- Relator(a)
- Mauricio Godinho Delgado
- Órgão julgador
- 3ª Turma
- Data do julgamento
- 15/03/2023
- Data de publicação
- 17/03/2023
TST – Agravo 0010734-37.2021.5.15.0032, Rel. Mauricio Godinho Delgado, 3ª Turma, j. 15/03/2023, p. 17/03/2023
EMENTA: AGRAVO. AGRAVO DE INSTRUMENTO EM RECURSO DE REVISTA. EXECUÇÃO . PROCESSO SOB A ÉGIDE DAS LEIS 13.015/2014 E 13.467/2017 . EMBARGOS DE TERCEIRO. PENHORA DE BEM IMÓVEL. FRAUDE CONFIGURADA. MÁ-FÉ CARACTERIZADA. ÓBICE DO ART. 896, § 2º, DA CLT C/C SÚMULAS 126 E 266 DO TST. Tratando-se de recurso de revista, este estreito veículo só tem pertinência nas estritas hipóteses jurídicas do art. 896, "a", "b" e "c", da CLT (conhecimento, observado o seu § 9º), respeitados os limites ainda mais rigorosos do § 2º do citado artigo (execução de sentença). Nesse quadro lógico de veiculação necessariamente restrita do recurso de revista, inviabiliza-se o seu destrancamento, pelo agravo de instrumento, se não ficou demonstrada inequívoca violação direta à CF. Nesse sentido também a Súmula 266/TST. No caso dos autos, a discussão aventada acerca da ocorrência de fraude contra credores reveste-se de contornos nitidamente infraconstitucionais, não autorizando, portanto, concluir pela violação direta dos dispositivos constitucionais apontados no recurso de revista.

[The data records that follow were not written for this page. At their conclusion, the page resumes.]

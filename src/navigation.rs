//! Slide navigation for one open card.
//!
//! The slider never swaps the visible image to something undecoded: a
//! navigation request first asks the host to decode the target, and only the
//! completion of the latest request commits the new index. Everything here is
//! pure state; the host performs the returned [`SlideEffect`]s and feeds
//! [`DecodeCompletion`]s back.

use std::time::Duration;
use serde::Serialize;

#[allow(unused_imports)]
use log::{debug, info, warn, error};

/// Ask the host to fetch and decode `reference`, then report back with the same ids.
#[derive(Debug, Clone, PartialEq, Eq)]
pub struct DecodeRequest {
    pub mount: u64,
    pub seq: u64,
    pub index: usize,
    pub reference: String,
}

impl DecodeRequest {
    pub fn complete(&self, outcome: DecodeOutcome) -> DecodeCompletion {
        DecodeCompletion {
            mount: self.mount,
            seq: self.seq,
            index: self.index,
            outcome,
        }
    }
}

#[derive(Debug, Clone, Copy, PartialEq, Eq)]
pub enum DecodeOutcome {
    Ready,
    Failed,
}

#[derive(Debug, Clone, PartialEq, Eq)]
pub struct DecodeCompletion {
    pub mount: u64,
    pub seq: u64,
    pub index: usize,
    pub outcome: DecodeOutcome,
}

#[derive(Debug, Clone, PartialEq, Eq)]
pub enum SlideEffect {
    Decode(DecodeRequest),
    /// Best-effort background fetch+decode, started after `delay`
    Warm { reference: String, delay: Duration },
    /// Navigation left the range of slides; the owner closes the slider
    Exit,
}

#[derive(Debug, Clone, Copy, PartialEq, Eq)]
pub enum SlideKey {
    ArrowLeft,
    ArrowRight,
    Escape,
    Other,
}

impl SlideKey {
    pub fn from_name(name: &str) -> Self {
        match name {
            "ArrowLeft" => SlideKey::ArrowLeft,
            "ArrowRight" => SlideKey::ArrowRight,
            "Escape" => SlideKey::Escape,
            _ => SlideKey::Other,
        }
    }
}

#[derive(Debug, Clone, PartialEq, Eq, Serialize)]
pub struct Thumbnail {
    pub reference: String,
    pub selected: bool,
}

#[derive(Debug)]
pub struct Slider {
    images: Vec<String>,
    mount: u64,
    current_index: usize,
    is_clarifying: bool,
    next_seq: u64,
    pending: Option<DecodeRequest>,
    prefetch_delay: Duration,
}

impl Slider {
    /// Mounts a slider at `start_index` and returns the neighbor prefetch for it.
    ///
    /// `mount` must be unique per mounted slider so completions addressed to a
    /// previous card are dropped.
    pub fn new(images: Vec<String>, start_index: usize, mount: u64, prefetch_delay: Duration) -> (Self, Vec<SlideEffect>) {
        let current_index = if images.is_empty() {
            0
        } else if start_index >= images.len() {
            warn!("Start index {} out of range for {} images, using last", start_index, images.len());
            images.len() - 1
        } else {
            start_index
        };

        let slider = Self {
            images,
            mount,
            current_index,
            is_clarifying: false,
            next_seq: 0,
            pending: None,
            prefetch_delay,
        };
        let effects = slider.neighbor_prefetch();
        (slider, effects)
    }

    pub fn go_to(&mut self, index: isize) -> Vec<SlideEffect> {
        if index < 0 || index as usize >= self.images.len() {
            debug!("Slide {} out of range (0..{}), exiting", index, self.images.len());
            // A pending decode must not commit after the exit
            self.pending = None;
            self.is_clarifying = false;
            return vec![SlideEffect::Exit];
        }

        let index = index as usize;
        self.next_seq += 1;
        let request = DecodeRequest {
            mount: self.mount,
            seq: self.next_seq,
            index,
            reference: self.images[index].clone(),
        };
        if let Some(superseded) = self.pending.replace(request.clone()) {
            debug!("Slide request {} superseded by {}", superseded.index, index);
        }
        self.is_clarifying = true;

        vec![SlideEffect::Decode(request)]
    }

    pub fn next(&mut self) -> Vec<SlideEffect> {
        self.go_to(self.current_index as isize + 1)
    }

    pub fn prev(&mut self) -> Vec<SlideEffect> {
        self.go_to(self.current_index as isize - 1)
    }

    /// Applies a decode completion. Ready and failed both commit.
    pub fn on_decode_finished(&mut self, completion: &DecodeCompletion) -> Vec<SlideEffect> {
        let is_latest = matches!(
            &self.pending,
            Some(pending) if pending.mount == completion.mount && pending.seq == completion.seq
        );
        if !is_latest {
            debug!("Ignoring stale decode completion for slide {} (seq {})", completion.index, completion.seq);
            return Vec::new();
        }

        if completion.outcome == DecodeOutcome::Failed {
            debug!("Slide {} failed to decode, showing it anyway", completion.index);
        }

        self.pending = None;
        self.is_clarifying = false;

        if self.current_index == completion.index {
            return Vec::new();
        }
        self.current_index = completion.index;
        self.neighbor_prefetch()
    }

    pub fn handle_key(&mut self, key: SlideKey) -> Vec<SlideEffect> {
        match key {
            SlideKey::ArrowLeft => self.prev(),
            SlideKey::ArrowRight => self.next(),
            SlideKey::Escape => {
                self.pending = None;
                self.is_clarifying = false;
                vec![SlideEffect::Exit]
            }
            SlideKey::Other => Vec::new(),
        }
    }

    // prev and next right away, one further ahead after a short delay
    fn neighbor_prefetch(&self) -> Vec<SlideEffect> {
        let i = self.current_index;
        let mut effects = Vec::with_capacity(3);

        if let Some(next) = self.images.get(i + 1) {
            effects.push(SlideEffect::Warm { reference: next.clone(), delay: Duration::ZERO });
        }
        if let Some(prev) = i.checked_sub(1).and_then(|p| self.images.get(p)) {
            effects.push(SlideEffect::Warm { reference: prev.clone(), delay: Duration::ZERO });
        }
        if let Some(ahead) = self.images.get(i + 2) {
            effects.push(SlideEffect::Warm { reference: ahead.clone(), delay: self.prefetch_delay });
        }
        effects
    }

    pub fn current_image(&self) -> Option<&str> {
        self.images.get(self.current_index).map(String::as_str)
    }

    pub fn current_index(&self) -> usize {
        self.current_index
    }

    pub fn is_clarifying(&self) -> bool {
        self.is_clarifying
    }

    pub fn mount(&self) -> u64 {
        self.mount
    }

    pub fn len(&self) -> usize {
        self.images.len()
    }

    pub fn is_empty(&self) -> bool {
        self.images.is_empty()
    }

    pub fn images(&self) -> &[String] {
        &self.images
    }

    pub fn alt_text(&self) -> String {
        format!("Slide {} of {}", self.current_index + 1, self.images.len())
    }

    pub fn thumbnails(&self) -> Vec<Thumbnail> {
        self.images
            .iter()
            .enumerate()
            .map(|(i, reference)| Thumbnail {
                reference: reference.clone(),
                selected: i == self.current_index,
            })
            .collect()
    }
}

#[cfg(test)]
mod tests {
    use super::*;

    const DELAY: Duration = Duration::from_millis(80);

    fn slider(names: &[&str]) -> Slider {
        let images = names.iter().map(|s| s.to_string()).collect();
        Slider::new(images, 0, 1, DELAY).0
    }

    fn request(effects: &[SlideEffect]) -> DecodeRequest {
        match effects {
            [SlideEffect::Decode(req)] => req.clone(),
            other => panic!("expected a single decode, got {:?}", other),
        }
    }

    fn warmed(effects: &[SlideEffect]) -> Vec<(String, Duration)> {
        effects
            .iter()
            .filter_map(|e| match e {
                SlideEffect::Warm { reference, delay } => Some((reference.clone(), *delay)),
                _ => None,
            })
            .collect()
    }

    #[test]
    fn test_mount_prefetches_neighbors() {
        let images = vec!["a".to_string(), "b".to_string(), "c".to_string()];
        let (s, effects) = Slider::new(images, 0, 7, DELAY);
        assert_eq!(s.current_image(), Some("a"));
        assert!(!s.is_clarifying());
        assert_eq!(
            warmed(&effects),
            vec![("b".to_string(), Duration::ZERO), ("c".to_string(), DELAY)]
        );
    }

    #[test]
    fn test_keeps_old_image_until_decoded() {
        let mut s = slider(&["x1", "x2", "x3"]);
        let req = request(&s.next());

        assert!(s.is_clarifying());
        assert_eq!(s.current_image(), Some("x1"));

        let effects = s.on_decode_finished(&req.complete(DecodeOutcome::Ready));
        assert_eq!(s.current_image(), Some("x2"));
        assert!(!s.is_clarifying());
        assert_eq!(
            warmed(&effects),
            vec![("x3".to_string(), Duration::ZERO), ("x1".to_string(), Duration::ZERO)]
        );
    }

    #[test]
    fn test_failed_decode_still_commits() {
        let mut s = slider(&["a", "b", "c", "d"]);
        let req = request(&s.go_to(3));
        s.on_decode_finished(&req.complete(DecodeOutcome::Failed));
        assert_eq!(s.current_index(), 3);
        assert!(!s.is_clarifying());
    }

    #[test]
    fn test_last_request_wins() {
        let mut s = slider(&["a", "b", "c", "d"]);
        let first = request(&s.go_to(1));
        let second = request(&s.go_to(3));

        s.on_decode_finished(&second.complete(DecodeOutcome::Ready));
        assert_eq!(s.current_index(), 3);

        // The superseded completion arrives late
        let effects = s.on_decode_finished(&first.complete(DecodeOutcome::Ready));
        assert!(effects.is_empty());
        assert_eq!(s.current_index(), 3);
        assert!(!s.is_clarifying());
    }

    #[test]
    fn test_stale_completion_before_latest_does_not_commit() {
        let mut s = slider(&["a", "b", "c"]);
        let first = request(&s.go_to(1));
        let _second = request(&s.go_to(2));

        s.on_decode_finished(&first.complete(DecodeOutcome::Ready));
        assert_eq!(s.current_index(), 0);
        assert!(s.is_clarifying());
    }

    #[test]
    fn test_completion_from_other_mount_ignored() {
        let mut s = slider(&["a", "b"]);
        let req = request(&s.next());
        let foreign = DecodeCompletion { mount: 99, ..req.complete(DecodeOutcome::Ready) };
        s.on_decode_finished(&foreign);
        assert_eq!(s.current_index(), 0);
    }

    #[test]
    fn test_out_of_range_exits_once() {
        let mut s = slider(&["a", "b"]);
        assert_eq!(s.prev(), vec![SlideEffect::Exit]);
        assert_eq!(s.go_to(2), vec![SlideEffect::Exit]);
        assert_eq!(s.current_index(), 0);
    }

    #[test]
    fn test_exit_drops_pending_request() {
        let mut s = slider(&["a", "b"]);
        let req = request(&s.next());
        assert_eq!(s.go_to(-1), vec![SlideEffect::Exit]);
        s.on_decode_finished(&req.complete(DecodeOutcome::Ready));
        assert_eq!(s.current_index(), 0);
    }

    #[test]
    fn test_walk_forward_and_back() {
        let mut s = slider(&["x1", "x2", "x3"]);
        for _ in 0..2 {
            let req = request(&s.next());
            s.on_decode_finished(&req.complete(DecodeOutcome::Ready));
        }
        assert_eq!(s.current_image(), Some("x3"));
        assert_eq!(s.current_index(), 2);

        for expected in ["x2", "x1"] {
            let req = request(&s.prev());
            s.on_decode_finished(&req.complete(DecodeOutcome::Ready));
            assert_eq!(s.current_image(), Some(expected));
        }
        assert_eq!(s.prev(), vec![SlideEffect::Exit]);
    }

    #[test]
    fn test_same_index_commit_skips_prefetch() {
        let mut s = slider(&["a", "b", "c"]);
        let req = request(&s.go_to(0));
        assert!(s.on_decode_finished(&req.complete(DecodeOutcome::Ready)).is_empty());
    }

    #[test]
    fn test_keys() {
        let mut s = slider(&["a", "b"]);
        assert!(matches!(s.handle_key(SlideKey::ArrowRight).as_slice(), [SlideEffect::Decode(r)] if r.index == 1));
        assert_eq!(s.handle_key(SlideKey::Escape), vec![SlideEffect::Exit]);
        assert!(s.handle_key(SlideKey::from_name("Enter")).is_empty());
        assert_eq!(SlideKey::from_name("ArrowLeft"), SlideKey::ArrowLeft);
    }

    #[test]
    fn test_empty_card_exits_on_any_navigation() {
        let (mut s, effects) = Slider::new(Vec::new(), 0, 1, DELAY);
        assert!(effects.is_empty());
        assert_eq!(s.current_image(), None);
        assert_eq!(s.next(), vec![SlideEffect::Exit]);
    }

    #[test]
    fn test_start_index_clamped_and_thumbnails() {
        let images = vec!["a".to_string(), "b".to_string()];
        let (s, _) = Slider::new(images, 5, 1, DELAY);
        assert_eq!(s.current_index(), 1);
        assert_eq!(s.alt_text(), "Slide 2 of 2");
        let selected: Vec<bool> = s.thumbnails().iter().map(|t| t.selected).collect();
        assert_eq!(selected, vec![false, true]);
    }
}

As acenadas afrontas, se existissem, seriam meramente reflexas, o que não se coaduna com a dicção do art. 896, § 2º, da CLT e com a Súmula 266/TST. Ademais, embora se possa inferir da decisão recorrida que quando o imóvel foi adquirido não existiam restrições, o TRT concluiu, com respaldo no conjunto probatório, que a alienação do imóvel a terceiros configurou fraude contra credores, refutando a tese de boa-fé. A esse respeito delineou uma série de incoerências em relação ao negócio jurídico realizado, que teve como objeto o imóvel penhorado. Nesse contexto, diante do quadro fático delineado no acordão regional, insuscetível de reexame nesta seara recursal extraordinária trabalhista, a teor da Súmula 126/TST. Assim sendo, a decisão agravada foi proferida em estrita observância às normas processuais (art. 557, caput , do CPC/1973; arts. 14 e 932, III e IV, "a ", do CPC/2015), razão pela qual é insuscetível de reforma ou reconsideração. Agravo desprovido. (Tribunal Superior do Trabalho (3ª Turma). Acórdão: 0010734-37.2021.5.15.0032. Relator(a): MAURICIO GODINHO DELGADO. Data de julgamento: 15/03/2023. Juntado aos autos em 17/03/2023.)